Source: https://www.michigannlg.org/aboutus/
Timestamp: 2019-04-26 08:13:54+00:00

Document:
Detroit attorneys were among the founding members of the National Lawyers Guild in 1937. Two of these attorneys, Maurice Sugar and Ernest Goodman, began a firm that was active in defending unions such as the United Auto Workers and representing the oppressed (particularly by the police) Black community. Theirs was the first racially integrated law firm in the country, and included as partners civil rights leaders and activists such as George Crockett, Jr., Bob Millender and Claudia Morcom.
The hysteria whipped up by McCarthyism in the 1950s dealt a heavy blow – bitter political fights brewed and the membership was devastated and only a small handful of lawyers joined the Detroit Chapter over the next several years.
In 1961, the Chapter was revitalized. During Guild Convention in Detroit, Len Holt, a remarkable civil rights lawyer from Virginia, appealed for the Guild to send lawyers to assist the growing civil rights struggle in the South. Hundreds of Guild lawyers – many from Detroit – went South in 1964 for Freedom Summer. This organizing effort energized and strengthened the Detroit Chapter, which grew rapidly through the 1960s with the emergence of the civil rights, Black power, anti-war youth and revolutionary union movements, culminating in the rebellion of 1967.
After 1967 two young lawyers electrified the chapter and the community – Ken Cockrel and Justin Ravitz. Working with many other Guild lawyers, they revolutionized the jury pools and openly exposed racism on the bench. Major trials dramatized racism and police brutality – New Bethel Church, the Detroit Panther 15, the DPD’s STRESS unit and the Wayne County Jail conditions case. Thousands of anti-Viet Nam war demonstrators were represented by the mass defense office.
During the historic Attica defense effort, Detroit organized many lawyers who went to Buffalo, New York to represent the indicted Attica Brothers. Bernard Stroble (Shango), represented by Ernest Goodman and Haywood Burns, was the lead defendant and test case, and the victory in his case broke the back of the misbegotten Attica prosecutions.
In the 1980s, members of the Guild opened up Michigan prisons to scrutiny. Recently a team led by Guild member Deb LaBelle won an impressive ($15 million) verdict against the Department of Corrections.
Later in the 1980s, Guild members fought for the right to engage in civil disobedience. Hundreds were arrested outside of cruise missile manufacturer Williams International and dozens went to jail for civil contempt.
In 1995 during the Newspaper Guild strike against the News and The Free Press, many Guild member attorneys worked with labor lawyers and activists to defend over 1,000 strikers who were charged with crimes and subjected to substantial violence. Tens of thousands of progressive unionists and others came out, over a period of months, and Guild members worked to represent them. Significantly the wonderful current work of the Sugar Law Center continues the very fight for workers rights that characterized the work of Maurice Sugar when the Guild was founded in 1937.

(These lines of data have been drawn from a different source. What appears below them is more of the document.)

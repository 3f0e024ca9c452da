//! Snapshot files, one per logical dataset.
//!
//! Every write replaces the previous snapshot wholesale: the frame is written
//! to `<name>.<ext>.tmp` next to the target and renamed over it, so readers
//! never observe a half-written file. CSV and JSON snapshots also carry a
//! `<name>.schema.json` sidecar with their column types.

use crate::error::{Result, SnapshotError};
use crate::schema::SnapshotSchema;
use derive_more::Display;
use polars::prelude::*;
use serde::{Deserialize, Serialize};
use std::fs::{self, File};
use std::path::{Path, PathBuf};
use std::str::FromStr;
use std::sync::Arc;
use tracing::{info, warn};

/// Logical datasets produced by the pipeline. The display form is the file
/// stem of the snapshot.
#[derive(Debug, Display, Clone, Copy, PartialEq, Eq, Hash, Serialize, Deserialize)]
pub enum Dataset {
    /// CRSP monthly stock file with delisting-adjusted returns
    #[display("crsp_m")]
    CrspMonthly,
    /// CRSP monthly index file
    #[display("CRSP_MSIX")]
    CrspIndex,
    /// Compustat annual fundamentals with derived columns
    #[display("compa")]
    CompustatAnnual,
    /// Compustat quarterly fundamentals with derived columns
    #[display("comp_quarterly")]
    CompustatQuarterly,
    /// CRSP/Compustat link table
    #[display("ccm")]
    CcmLink,
    /// Fama-French monthly factors
    #[display("FF_FACTORS")]
    FamaFrench,
    /// Ken French daily factors parsed from CSV
    #[display("FF_FACTORS_daily")]
    FrenchDaily,
    /// FRED macro panel
    #[display("fred")]
    Fred,
    /// Financial ratios from annual fundamentals
    #[display("financial_ratio")]
    FinancialRatios,
    /// IBES consensus EPS forecasts
    #[display("Forecast_EPS_summary_unadjusted")]
    EpsForecast,
    /// IBES reported EPS
    #[display("Actual_EPS_summary_unadjusted")]
    EpsActual,
    /// IBES/CRSP link
    #[display("crsp_ibes_link")]
    CrspIbesLink,
    /// CRSP security-months linked to IBES tickers
    #[display("crsp_ibes_linked")]
    CrspIbesLinked,
    /// CRSP security-months linked to Compustat firms
    #[display("crsp_comp_linked")]
    CrspCompLinked,
}

impl Dataset {
    /// Every dataset, in pipeline order.
    pub const ALL: [Self; 14] = [
        Self::CrspMonthly,
        Self::CrspIndex,
        Self::CompustatAnnual,
        Self::CompustatQuarterly,
        Self::CcmLink,
        Self::FamaFrench,
        Self::FrenchDaily,
        Self::Fred,
        Self::FinancialRatios,
        Self::EpsForecast,
        Self::EpsActual,
        Self::CrspIbesLink,
        Self::CrspIbesLinked,
        Self::CrspCompLinked,
    ];
}

impl FromStr for Dataset {
    type Err = SnapshotError;

    fn from_str(s: &str) -> Result<Self> {
        Self::ALL
            .into_iter()
            .find(|d| d.to_string() == s)
            .ok_or_else(|| SnapshotError::Unknown {
                kind: "dataset",
                name: s.to_string(),
            })
    }
}

/// File format of the snapshots.
#[derive(Debug, Display, Clone, Copy, Default, PartialEq, Eq, Serialize, Deserialize)]
pub enum ExportFormat {
    /// Apache Parquet
    #[default]
    #[display("parquet")]
    Parquet,
    /// Comma-separated values with a header row
    #[display("csv")]
    Csv,
    /// JSON array of row objects
    #[display("json")]
    Json,
}

impl ExportFormat {
    /// Get the file extension for this format.
    pub const fn extension(&self) -> &str {
        match self {
            Self::Parquet => "parquet",
            Self::Csv => "csv",
            Self::Json => "json",
        }
    }

    /// Whether the format loses column types and needs a schema sidecar.
    pub const fn is_text(&self) -> bool {
        matches!(self, Self::Csv | Self::Json)
    }
}

impl FromStr for ExportFormat {
    type Err = SnapshotError;

    fn from_str(s: &str) -> Result<Self> {
        match s.to_ascii_lowercase().as_str() {
            "parquet" => Ok(Self::Parquet),
            "csv" => Ok(Self::Csv),
            "json" => Ok(Self::Json),
            _ => Err(SnapshotError::Unknown {
                kind: "format",
                name: s.to_string(),
            }),
        }
    }
}

/// Directory of dataset snapshots in a single format.
#[derive(Debug, Clone)]
pub struct SnapshotStore {
    dir: PathBuf,
    format: ExportFormat,
}

impl SnapshotStore {
    /// Store rooted at `dir`.
    pub fn new(dir: impl Into<PathBuf>, format: ExportFormat) -> Self {
        Self {
            dir: dir.into(),
            format,
        }
    }

    /// Root directory of the store.
    pub fn dir(&self) -> &Path {
        &self.dir
    }

    /// Snapshot format.
    pub const fn format(&self) -> ExportFormat {
        self.format
    }

    /// Path of the snapshot for `dataset`.
    pub fn path(&self, dataset: Dataset) -> PathBuf {
        self.dir
            .join(format!("{}.{}", dataset, self.format.extension()))
    }

    /// Whether a snapshot exists for `dataset`.
    pub fn exists(&self, dataset: Dataset) -> bool {
        self.path(dataset).is_file()
    }

    /// Path of the column-type sidecar for `dataset`.
    pub fn schema_path(&self, dataset: Dataset) -> PathBuf {
        self.dir.join(format!("{dataset}.schema.json"))
    }

    /// Write `df` as the snapshot of `dataset`, replacing any previous one.
    pub fn write(&self, dataset: Dataset, df: &mut DataFrame) -> Result<PathBuf> {
        fs::create_dir_all(&self.dir)?;
        let path = self.path(dataset);

        if self.format.is_text() {
            let schema = SnapshotSchema::from_frame(df);
            replace_file(&self.schema_path(dataset), |file| {
                serde_json::to_writer_pretty(file, &schema)?;
                Ok(())
            })?;
        }
        replace_file(&path, |file| self.write_frame(file, df))?;

        info!(
            dataset = %dataset,
            rows = df.height(),
            path = %path.display(),
            "wrote snapshot"
        );
        Ok(path)
    }

    fn write_frame(&self, file: File, df: &mut DataFrame) -> Result<()> {
        match self.format {
            ExportFormat::Parquet => {
                ParquetWriter::new(file).finish(df)?;
            }
            ExportFormat::Csv => {
                CsvWriter::new(file).include_header(true).finish(df)?;
            }
            ExportFormat::Json => {
                JsonWriter::new(file)
                    .with_json_format(JsonFormat::Json)
                    .finish(df)?;
            }
        }
        Ok(())
    }

    /// Read the snapshot of `dataset`.
    ///
    /// Text snapshots are read with the column types from their sidecar, so
    /// zero-padded identifiers stay text and empty date columns stay dates.
    pub fn read(&self, dataset: Dataset) -> Result<DataFrame> {
        let path = self.path(dataset);
        if !path.is_file() {
            return Err(SnapshotError::NotFound(path));
        }

        let schema = if self.format.is_text() {
            self.read_schema(dataset)?
        } else {
            None
        };

        let df = match self.format {
            ExportFormat::Parquet => ParquetReader::new(File::open(&path)?).finish()?,
            ExportFormat::Csv => {
                let overrides = schema.as_ref().map(|s| Arc::new(s.csv_overrides()));
                CsvReadOptions::default()
                    .with_has_header(true)
                    .with_schema_overwrite(overrides)
                    .map_parse_options(|opts| opts.with_try_parse_dates(true))
                    .try_into_reader_with_file_path(Some(path))?
                    .finish()?
            }
            ExportFormat::Json => JsonReader::new(File::open(&path)?).finish()?,
        };

        match schema {
            Some(schema) => schema.restore(df),
            None => Ok(df),
        }
    }

    fn read_schema(&self, dataset: Dataset) -> Result<Option<SnapshotSchema>> {
        let path = self.schema_path(dataset);
        if !path.is_file() {
            warn!(dataset = %dataset, path = %path.display(), "no schema sidecar, inferring column types");
            return Ok(None);
        }
        let schema = serde_json::from_reader(File::open(&path)?)?;
        Ok(Some(schema))
    }
}

/// Write `path` through `<path>.tmp` and rename it into place.
fn replace_file<F>(path: &Path, write: F) -> Result<()>
where
    F: FnOnce(File) -> Result<()>,
{
    let mut tmp_name = path.as_os_str().to_owned();
    tmp_name.push(".tmp");
    let tmp_path = PathBuf::from(tmp_name);

    let written = File::create(&tmp_path)
        .map_err(SnapshotError::from)
        .and_then(write)
        .and_then(|()| fs::rename(&tmp_path, path).map_err(SnapshotError::from));
    if written.is_err() {
        let _ = fs::remove_file(&tmp_path);
    }
    written
}

#[cfg(test)]
mod tests {
    use super::*;

    #[test]
    fn test_file_names() {
        let store = SnapshotStore::new("/data", ExportFormat::Parquet);
        assert_eq!(store.path(Dataset::CrspMonthly), PathBuf::from("/data/crsp_m.parquet"));
        assert_eq!(store.path(Dataset::FamaFrench), PathBuf::from("/data/FF_FACTORS.parquet"));

        let store = SnapshotStore::new("/data", ExportFormat::Csv);
        assert_eq!(store.path(Dataset::CompustatAnnual), PathBuf::from("/data/compa.csv"));
        assert_eq!(
            store.schema_path(Dataset::CcmLink),
            PathBuf::from("/data/ccm.schema.json")
        );
    }

    #[test]
    fn test_dataset_names_round_trip() {
        for dataset in Dataset::ALL {
            assert_eq!(dataset.to_string().parse::<Dataset>().unwrap(), dataset);
        }
        assert!("crsp_d".parse::<Dataset>().is_err());
    }

    #[test]
    fn test_format_parsing() {
        assert_eq!("Parquet".parse::<ExportFormat>().unwrap(), ExportFormat::Parquet);
        assert_eq!("csv".parse::<ExportFormat>().unwrap(), ExportFormat::Csv);
        assert!("xlsx".parse::<ExportFormat>().is_err());
        assert_eq!(ExportFormat::default().extension(), "parquet");
    }
}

We seek to unite the lawyers, law students, legal workers, and jailhouse lawyers of America in an organization which shall function as an effective political and social force in the service of the people, to the end that human rights shall be regarded as more sacred than property interests.
Founded in 1937, the National Lawyers Guild was the nation’s first racially integrated bar association. The first “Guild lawyers” supported the New Deal, assisted the emerging industrial labor movement, and opposed racial segregation in the American Bar Association and the larger society. The Guild was the first national bar association to oppose the Death Penalty. During its more than 60 year history, the NLG has been an important part of the struggle of the American people for real democracy, for economic and social justice, and against oppression and discrimination based on race, ethnicity, immigration status, class, gender or sexual orientation. Consistent with its commitment to ensuring fairness and equality for all people, law students, non-lawyer legal workers and inmate legal experts are full members. The Guild elected its first African-American president in the early 1950s, its first female president in the 1960s and its first legal worker president in 1996.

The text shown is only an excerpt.